Abstract

Mammalian circadian rhythms originate in the hypothalamic suprachiasmatic nuclei (SCN), from which rhythmic neural activity can be recorded in vitro . Application of neurochemicals can reset this rhythm. Here we determine cellular correlates of the phase-shifting properties of neuropeptide Y (NPY) on the hamster circadian clock in vitro . Drug or control treatments were applied to hypothalamic slices containing the SCN on the first day in vitro . The firing rates of individual cells were sampled on the second day in vitro . Control slices exhibited a peak in firing rate in the middle of the day.
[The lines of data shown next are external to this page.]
/*!

Attribute containers.

Attributes are string key/value pairs used to identify and look up
secrets. They are matching tags, not payload: the Secret Service stores
them unencrypted, so they must never contain sensitive data.

A container tracks whether it has been released. Mutation and cloning of
a released container report [`Error::NotInitialized`]; read accessors
treat it as empty, which matches how a freed handle behaves in the C
library this API is modeled on.

*/

use std::collections::HashMap;
use std::fmt;

use crate::errors::{Error, Result};
use crate::schema::{self, Schema};

#[derive(Clone)]
pub struct Attributes {
    // None once released.
    map: Option<HashMap<String, String>>,
}

impl Default for Attributes {
    fn default() -> Self {
        Self::new()
    }
}

impl Attributes {
    /// Creates an empty attribute container. Use [`Attributes::set`] to
    /// add entries.
    pub fn new() -> Self {
        Self {
            map: Some(HashMap::new()),
        }
    }

    /// Creates a container from a map.
    ///
    /// The map must have at least one entry and no empty keys. Entries
    /// whose value is empty are skipped rather than rejected.
    pub fn from_map(values: &HashMap<String, String>) -> Result<Self> {
        if values.is_empty() {
            return Err(Error::EmptyInput {
                what: "attributes map",
            });
        }
        let mut attrs = Attributes::new();
        for (key, value) in values {
            if key.is_empty() {
                return Err(Error::InvalidKey);
            }
            if value.is_empty() {
                continue;
            }
            attrs.set(key, value)?;
        }
        Ok(attrs)
    }

    /// Adds or replaces an entry. All values are stored as strings; use
    /// `"true"`/`"false"` for booleans and decimal strings for integers,
    /// or build the container through [`crate::builder`].
    pub fn set(&mut self, key: &str, value: &str) -> Result<()> {
        if key.is_empty() {
            return Err(Error::InvalidKey);
        }
        let map = self.map.as_mut().ok_or(Error::NotInitialized)?;
        map.insert(key.to_string(), value.to_string());
        Ok(())
    }

    /// Returns the value for `key`, or `""` if the key is absent.
    ///
    /// Absence and an explicitly empty value are indistinguishable here;
    /// use [`Attributes::has`] when the difference matters.
    pub fn get(&self, key: &str) -> &str {
        self.map
            .as_ref()
            .and_then(|m| m.get(key))
            .map(String::as_str)
            .unwrap_or("")
    }

    pub fn has(&self, key: &str) -> bool {
        self.map.as_ref().is_some_and(|m| m.contains_key(key))
    }

    /// Removes `key`, returning whether it was present.
    pub fn delete(&mut self, key: &str) -> bool {
        self.map
            .as_mut()
            .is_some_and(|m| m.remove(key).is_some())
    }

    /// All keys, in no particular order.
    pub fn keys(&self) -> Vec<String> {
        self.map
            .as_ref()
            .map(|m| m.keys().cloned().collect())
            .unwrap_or_default()
    }

    pub fn len(&self) -> usize {
        self.map.as_ref().map(HashMap::len).unwrap_or(0)
    }

    pub fn is_empty(&self) -> bool {
        self.len() == 0
    }

    /// Returns an independent copy of the entries.
    pub fn to_map(&self) -> HashMap<String, String> {
        self.map.clone().unwrap_or_default()
    }

    /// Deep, independent copy. Mutating the clone never affects the
    /// original, and vice versa.
    pub fn try_clone(&self) -> Result<Self> {
        let map = self.map.as_ref().ok_or(Error::NotInitialized)?;
        Ok(Self {
            map: Some(map.clone()),
        })
    }

    /// Content equality: same key set, same value per key. A released
    /// container compares as empty.
    pub fn equals(&self, other: &Attributes) -> bool {
        self == other
    }

    /// Checks this container against a schema. See [`schema::validate`].
    pub fn validate(&self, schema: &Schema) -> Result<()> {
        schema::validate(schema, self)
    }

    /// Releases the container. Idempotent; later mutation reports
    /// [`Error::NotInitialized`]. Dropping the container releases it as
    /// well, so calling this is only needed to invalidate a handle early.
    pub fn release(&mut self) {
        self.map = None;
    }

    /// Snapshot of the entries for crossing into the service layer.
    pub(crate) fn snapshot(&self) -> Result<HashMap<String, String>> {
        self.map.clone().ok_or(Error::NotInitialized)
    }
}

impl PartialEq for Attributes {
    fn eq(&self, other: &Self) -> bool {
        match (self.map.as_ref(), other.map.as_ref()) {
            (Some(a), Some(b)) => a == b,
            (Some(m), None) | (None, Some(m)) => m.is_empty(),
            (None, None) => true,
        }
    }
}

impl Eq for Attributes {}

// Keys only: attribute values can identify accounts and hosts, so they
// stay out of debug output.
impl fmt::Debug for Attributes {
    fn fmt(&self, f: &mut fmt::Formatter<'_>) -> fmt::Result {
        match &self.map {
            Some(m) => f
                .debug_struct("Attributes")
                .field("len", &m.len())
                .field("keys", &m.keys().collect::<Vec<_>>())
                .finish(),
            None => f.write_str("Attributes(released)"),
        }
    }
}
#[test]
#[ignore = "requires a running Secret Service daemon"]
fn store_binary_round_trip() {
    let schema = example_schema();
    let attrs = unique_attrs(fastrand::u64(..));
    let value = Value::from_bytes(&[0xde, 0xad, 0xbe, 0xef], "application/octet-stream").unwrap();

    password::store_binary(
        Some(&schema),
        &attrs,
        CollectionAlias::Default,
        "binary test",
        &value,
    )
    .unwrap();

    let items = password::search(
        Some(&schema),
        &attrs,
        SearchFlags {
            load_secrets: true,
            ..SearchFlags::ALL
        },
    )
    .unwrap();
    assert_eq!(items.len(), 1);
    let secret = items[0].secret().unwrap();
    assert_eq!(secret.get().unwrap(), &[0xde, 0xad, 0xbe, 0xef]);

    assert!(password::clear(Some(&schema), &attrs).unwrap());
}

// ---- operation argument checks (no daemon needed) ----

#[test]
fn store_rejects_empty_password_and_label() {
    let attrs = {
        let mut a = Attributes::new();
        a.set("k", "v").unwrap();
        a
    };
    assert_eq!(
        password::store(None, &attrs, CollectionAlias::Default, "label", ""),
        Err(Error::EmptyInput { what: "password" })
    );
    assert_eq!(
        password::store(None, &attrs, CollectionAlias::Default, "", "pw"),
        Err(Error::EmptyInput { what: "label" })
    );
}

#[test]
fn store_binary_rejects_released_value() {
    let attrs = {
        let mut a = Attributes::new();
        a.set("k", "v").unwrap();
        a
    };
    let mut value = Value::new("pw", "").unwrap();
    value.release();
    assert_eq!(
        password::store_binary(None, &attrs, CollectionAlias::Default, "label", &value),
        Err(Error::NotInitialized)
    );
}

#[test]
fn operations_reject_released_attributes() {
    let mut attrs = Attributes::new();
    attrs.release();
    assert_eq!(
        password::lookup(None, &attrs).unwrap_err(),
        Error::NotInitialized
    );
    assert_eq!(
        password::clear(None, &attrs).unwrap_err(),
        Error::NotInitialized
    );
}

#[test]
fn collection_alias_strings() {
    assert_eq!(CollectionAlias::Default.as_str(), "default");
    assert_eq!(CollectionAlias::Session.as_str(), "session");
    assert_eq!(CollectionAlias::default(), CollectionAlias::Default);
}
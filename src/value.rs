/*!

Secret value containers.

A [`Value`] couples a secret payload with its MIME content type. The
payload is held in zeroizing storage so the bytes are wiped when the
value is released or dropped. Only text content types support UTF-8
extraction; anything else stays opaque bytes.

*/

use std::fmt;

use zeroize::Zeroizing;

use crate::errors::{Error, Result};

const TEXT_PLAIN: &str = "text/plain";
const OCTET_STREAM: &str = "application/octet-stream";

pub struct Value {
    // None once released or consumed.
    inner: Option<Inner>,
}

struct Inner {
    secret: Zeroizing<Vec<u8>>,
    content_type: String,
}

impl Value {
    /// Creates a value from a text secret. An empty `content_type`
    /// defaults to `text/plain`.
    pub fn new(secret: &str, content_type: &str) -> Result<Self> {
        if secret.is_empty() {
            return Err(Error::EmptyInput { what: "secret" });
        }
        let content_type = if content_type.is_empty() {
            TEXT_PLAIN
        } else {
            content_type
        };
        Ok(Self::wrap(secret.as_bytes().to_vec(), content_type))
    }

    /// Creates a value from binary data. An empty `content_type`
    /// defaults to `application/octet-stream`.
    pub fn from_bytes(data: &[u8], content_type: &str) -> Result<Self> {
        if data.is_empty() {
            return Err(Error::EmptyInput { what: "secret data" });
        }
        let content_type = if content_type.is_empty() {
            OCTET_STREAM
        } else {
            content_type
        };
        Ok(Self::wrap(data.to_vec(), content_type))
    }

    pub(crate) fn wrap(secret: Vec<u8>, content_type: &str) -> Self {
        Self {
            inner: Some(Inner {
                secret: Zeroizing::new(secret),
                content_type: content_type.to_string(),
            }),
        }
    }

    /// The raw secret bytes.
    pub fn get(&self) -> Result<&[u8]> {
        self.inner
            .as_ref()
            .map(|inner| inner.secret.as_slice())
            .ok_or(Error::NotInitialized)
    }

    /// The secret as text, when the content type is textual and the
    /// bytes are valid UTF-8; `None` otherwise.
    pub fn text(&self) -> Result<Option<&str>> {
        let inner = self.inner.as_ref().ok_or(Error::NotInitialized)?;
        if !inner.content_type.starts_with("text/") {
            return Ok(None);
        }
        Ok(std::str::from_utf8(&inner.secret).ok())
    }

    /// The MIME content type, e.g. `text/plain` or
    /// `application/octet-stream`.
    pub fn content_type(&self) -> Result<&str> {
        self.inner
            .as_ref()
            .map(|inner| inner.content_type.as_str())
            .ok_or(Error::NotInitialized)
    }

    /// Length of the secret in bytes; 0 once released.
    pub fn len(&self) -> usize {
        self.inner.as_ref().map(|i| i.secret.len()).unwrap_or(0)
    }

    pub fn is_empty(&self) -> bool {
        self.len() == 0
    }

    /// Returns an independent copy holding the same secret. Retaining a
    /// released value yields another released value.
    pub fn retain(&self) -> Self {
        Self {
            inner: self.inner.as_ref().map(|inner| Inner {
                secret: inner.secret.clone(),
                content_type: inner.content_type.clone(),
            }),
        }
    }

    /// Extracts the secret as a password string, consuming the value.
    ///
    /// A released value yields `""`; bytes that are not valid UTF-8 are
    /// replaced lossily.
    pub fn into_password(mut self) -> String {
        match self.inner.take() {
            Some(inner) => String::from_utf8_lossy(&inner.secret).into_owned(),
            None => String::new(),
        }
    }

    /// Releases the value, wiping the secret bytes. Idempotent; later
    /// accessors report [`Error::NotInitialized`]. Dropping the value
    /// wipes it as well.
    pub fn release(&mut self) {
        self.inner = None;
    }
}

// Content type and length only; the secret itself never reaches logs.
impl fmt::Debug for Value {
    fn fmt(&self, f: &mut fmt::Formatter<'_>) -> fmt::Result {
        match &self.inner {
            Some(inner) => f
                .debug_struct("Value")
                .field("content_type", &inner.content_type)
                .field("len", &inner.secret.len())
                .finish(),
            None => f.write_str("Value(released)"),
        }
    }
}
use log::info;
use serde::Deserialize;
use thiserror::Error;

/// Where the deletion endpoints live.
#[derive(Debug, Clone, PartialEq, Eq)]
pub struct BusinessConfig {
    pub api_base_url: String,
}

#[derive(Debug, Error)]
pub enum ConfigError {
    #[error("failed to read configuration from environment: {0}")]
    Env(String),
}

#[derive(Debug, Deserialize)]
struct RawConfig {
    gatehouse_api_base_url: Option<String>,
}

impl BusinessConfig {
    pub fn new(base_url: impl Into<String>) -> Self {
        Self {
            api_base_url: base_url.into(),
        }
    }

    /// Reads `GATEHOUSE_API_BASE_URL`, falling back to the build's default.
    pub fn from_env() -> Result<Self, ConfigError> {
        Self::from_vars(std::env::vars())
    }

    fn from_vars<I, S>(vars: I) -> Result<Self, ConfigError>
    where
        I: IntoIterator<Item = (S, S)>,
        S: AsRef<str>,
    {
        let raw: RawConfig =
            serde_env::from_iter(vars).map_err(|e| ConfigError::Env(e.to_string()))?;

        Ok(match raw.gatehouse_api_base_url {
            Some(url) => {
                info!("Using provided GATEHOUSE_API_BASE_URL: {url}");
                Self::new(url)
            }
            None => Self::default(),
        })
    }

    /// Absolute URL of `path` under the base URL.
    ///
    /// An empty base keeps `path` relative to the current page.
    pub fn endpoint_url(&self, path: &str) -> String {
        let base = self.api_base_url.trim_end_matches('/');
        format!("{base}{path}")
    }
}

impl Default for BusinessConfig {
    fn default() -> Self {
        Self {
            api_base_url: if cfg!(target_arch = "wasm32") {
                String::new()
            } else if cfg!(feature = "env_test") {
                "http://127.0.0.1:8080".to_owned()
            } else if cfg!(feature = "env_local") {
                "http://localhost:8000".to_owned()
            } else {
                "http://127.0.0.1:8000".to_owned()
            },
        }
    }
}
use std::cell::RefCell;
use std::rc::Rc;

use gatehouse_business::TabSet;
use log::error;
use wasm_bindgen::JsCast as _;
use wasm_bindgen::prelude::*;
use web_sys::{Document, Element};

use super::dom::elements;
use crate::selectors;

/// Wire every `.tab` to show its `data-tab` panel.
pub fn bind(document: &Document) -> Result<(), JsValue> {
    let tabs: Vec<Element> = elements(&document.query_selector_all(selectors::TAB)?).collect();
    if tabs.is_empty() {
        return Ok(());
    }

    let mut set = TabSet::new();
    for tab in &tabs {
        let panel = tab
            .get_attribute(selectors::TAB_TARGET_ATTR)
            .unwrap_or_default();
        let present = document.get_element_by_id(&panel).is_some();
        set.push(panel, present);
    }

    let set = Rc::new(RefCell::new(set));
    let tabs = Rc::new(tabs);

    for (index, tab) in tabs.iter().enumerate() {
        let set = Rc::clone(&set);
        let all_tabs = Rc::clone(&tabs);
        let document = document.clone();

        let on_click = Closure::<dyn FnMut()>::new(move || {
            if let Err(err) = set.borrow_mut().activate(index) {
                error!("Failed to switch tab: {err}");
                return;
            }

            if let Err(err) = show(&document, &all_tabs, &set.borrow()) {
                error!("Failed to switch tab: {err:?}");
            }
        });

        tab.add_event_listener_with_callback("click", on_click.as_ref().unchecked_ref())?;
        on_click.forget();
    }

    Ok(())
}

/// Render the tab bar and panels from the current state of `set`.
fn show(document: &Document, tabs: &[Element], set: &TabSet) -> Result<(), JsValue> {
    for (index, tab) in tabs.iter().enumerate() {
        if set.is_active(index) {
            tab.class_list().add_1(selectors::ACTIVE_CLASS)?;
        } else {
            tab.class_list().remove_1(selectors::ACTIVE_CLASS)?;
        }
    }

    for content in elements(&document.query_selector_all(selectors::TAB_CONTENT)?) {
        content.class_list().remove_1(selectors::ACTIVE_CLASS)?;
    }

    if let Some(panel) = set
        .active_panel()
        .and_then(|panel| document.get_element_by_id(panel))
    {
        panel.class_list().add_1(selectors::ACTIVE_CLASS)?;
    }

    Ok(())
}
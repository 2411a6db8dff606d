//! Record kinds and the delete request/response payloads.

use serde::{Deserialize, Serialize};
use serde_json::Value;

/// Which backend collection a table row belongs to.
#[derive(Debug, Clone, Copy, PartialEq, Eq, Hash)]
pub enum RecordKind {
    /// A transient entry; its table carries an "exit time" column.
    Visitor,
    /// A permanent entry.
    Resident,
}

impl RecordKind {
    /// Visitor tables are the only ones with an exit time.
    pub fn from_exit_time_column(has_exit_time: bool) -> Self {
        if has_exit_time {
            Self::Visitor
        } else {
            Self::Resident
        }
    }

    /// Path of the deletion endpoint for this kind.
    pub const fn delete_path(self) -> &'static str {
        match self {
            Self::Visitor => "/delete_visitor",
            Self::Resident => "/delete_resident",
        }
    }
}

impl std::fmt::Display for RecordKind {
    fn fmt(&self, f: &mut std::fmt::Formatter<'_>) -> std::fmt::Result {
        match self {
            Self::Visitor => f.write_str("visitor"),
            Self::Resident => f.write_str("resident"),
        }
    }
}

/// Body of `POST /delete_visitor` and `POST /delete_resident`.
///
/// Both keys are always serialized; a column missing from the table is sent
/// as `null`.
#[derive(Debug, Clone, PartialEq, Eq, Serialize, Deserialize)]
pub struct DeleteRequest {
    pub license_plate: Option<String>,
    pub phone_number: Option<String>,
}

/// Body returned by the deletion endpoints.
///
/// The backend answers `{"success": true}`; anything else that still parses
/// as JSON is treated as a rejection. Kept as a raw value so a malformed but
/// valid JSON body is a rejection rather than a parse failure.
#[derive(Debug, Clone, PartialEq, Eq, Deserialize)]
#[serde(transparent)]
pub struct DeleteResponse(Value);

impl DeleteResponse {
    pub fn new(value: Value) -> Self {
        Self(value)
    }

    /// True when the `success` field is truthy.
    pub fn is_success(&self) -> bool {
        self.0.get("success").is_some_and(is_truthy)
    }
}

/// JavaScript truthiness of a JSON value.
fn is_truthy(value: &Value) -> bool {
    match value {
        Value::Null => false,
        Value::Bool(b) => *b,
        Value::Number(n) => n.as_f64().is_some_and(|f| f != 0.0 && !f.is_nan()),
        Value::String(s) => !s.is_empty(),
        Value::Array(_) | Value::Object(_) => true,
    }
}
Microdrop application of NPY to the SCN phase advanced the time of peak firing rate. This phase-shifting effect of NPY was not altered by block of sodium channels with tetrodotoxin or block of calcium channels with cadmium and nickel, consistent with a direct postsynaptic site of action. Pretreatment with the glutamate receptor antagonists ( dl -2-amino-5-phosphonovaleric acid and 6-cyano-7-nitroquinoxaline-2,3-dione disodium) also did not alter phase shifts to NPY. Blocking GABA A receptors with bicuculline (Bic) had effects only at very high (millimolar) doses of Bic, whereas blocking GABA B receptors did not alter effects of NPY. Phase shifts to NPY were blocked by pretreatment with inhibitors of protein kinase C (PKC), suggesting that PKC activation may be necessary for these effects. Bathing the slice in low Ca 2+ /high Mg 2+ can block phase shifts to NPY, possibly via a depolarizing action. A depolarizing high K + bath can also block NPY phase shifts. The results are consistent with direct action of NPY on pacemaker neurons, mediated through a signal transduction pathway that depends on activation of PKC.